Father J. was also an alcoholic, and not the kind who becomes friendly and talks a lot after a few drinks, he was a mean drunk. He started drinking an hour before dinner, enjoying a tall 20 ounce tumbler of Bombay Gin. He would consume an entire bottle of very nice wine, all by himself during dinner. Afterwards, he would sit out on his $12,000 new redwood deck, killing two six packs of Grolsh or Heinekin beer – every night. His bar bill for one month could easily pay my rent for two months!

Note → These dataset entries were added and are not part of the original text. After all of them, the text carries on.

//! Collection type aliases used throughout the crate.
//!
//! Mirrors the teacher crate's `no_std` + `hashbrown` story: the hash map
//! implementation is swappable, everything else comes from `alloc`.

#[cfg(feature = "hashbrown")]
pub use hashbrown::HashMap;
#[cfg(not(feature = "hashbrown"))]
pub use std::collections::HashMap;

pub use alloc::collections::BTreeMap;
pub use alloc::collections::VecDeque;
pub use alloc::string::String;
pub use alloc::vec::Vec;
pub use alloc::{format, vec};
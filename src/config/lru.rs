//! Configuration for [`crate::lru::Lru`].

/// Byte-bounded LRU configuration.
#[derive(Debug, Clone, Copy, PartialEq)]
pub struct LruConfig {
    /// Maximum total bytes the cache may hold.
    pub capacity: u64,
}

impl LruConfig {
    /// Builds a config with the given byte capacity.
    pub fn new(capacity: u64) -> Self {
        Self { capacity }
    }
}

The next priest who I cooked for, was retired. This was Father K. He was 80 years old, but he had a very young attitude. Out of all of them, he was my favorite person. He never pretended to be a very holy man, like the others. In fact, this guy was so down to earth and so sweet, I wondered how he could tolerate the others, who were mostly jerks. Father K. purchased a three wheel motor tricycle ($45,000) and would take off, full speed, driving around the back country roads. I used to take my hp touchpad with me while I was cooking and set it up in the kitchen. Father K. liked to watch the History Channel and the Cooking Network with me. I really liked this man, and if I had still been working there, would have thought of him as a friend. The only thing that I didn’t like about this person, was that he didn’t like animals and kept trying to convince me that they didn’t have souls. We would get into discussions about this, and sometimes I doubted he was even a REAL priest, because he didn’t know the whole story about St. Francis of Assisi and the wolf. Oh well. No one is perfect (especially this group of psycho church men). Each priest actually received a salary and Father K. liked to spend his money when he received Kohl’s cash and discount coupons in the mail. He loved going through the 3 Kohl’s stores that was in the area, and figuring out how to best use his Kohl’s discounts, to get the most merchandise, for the least amount of money. He also had this very strange habit of collecting empty egg cartons (I never knew why he did this.)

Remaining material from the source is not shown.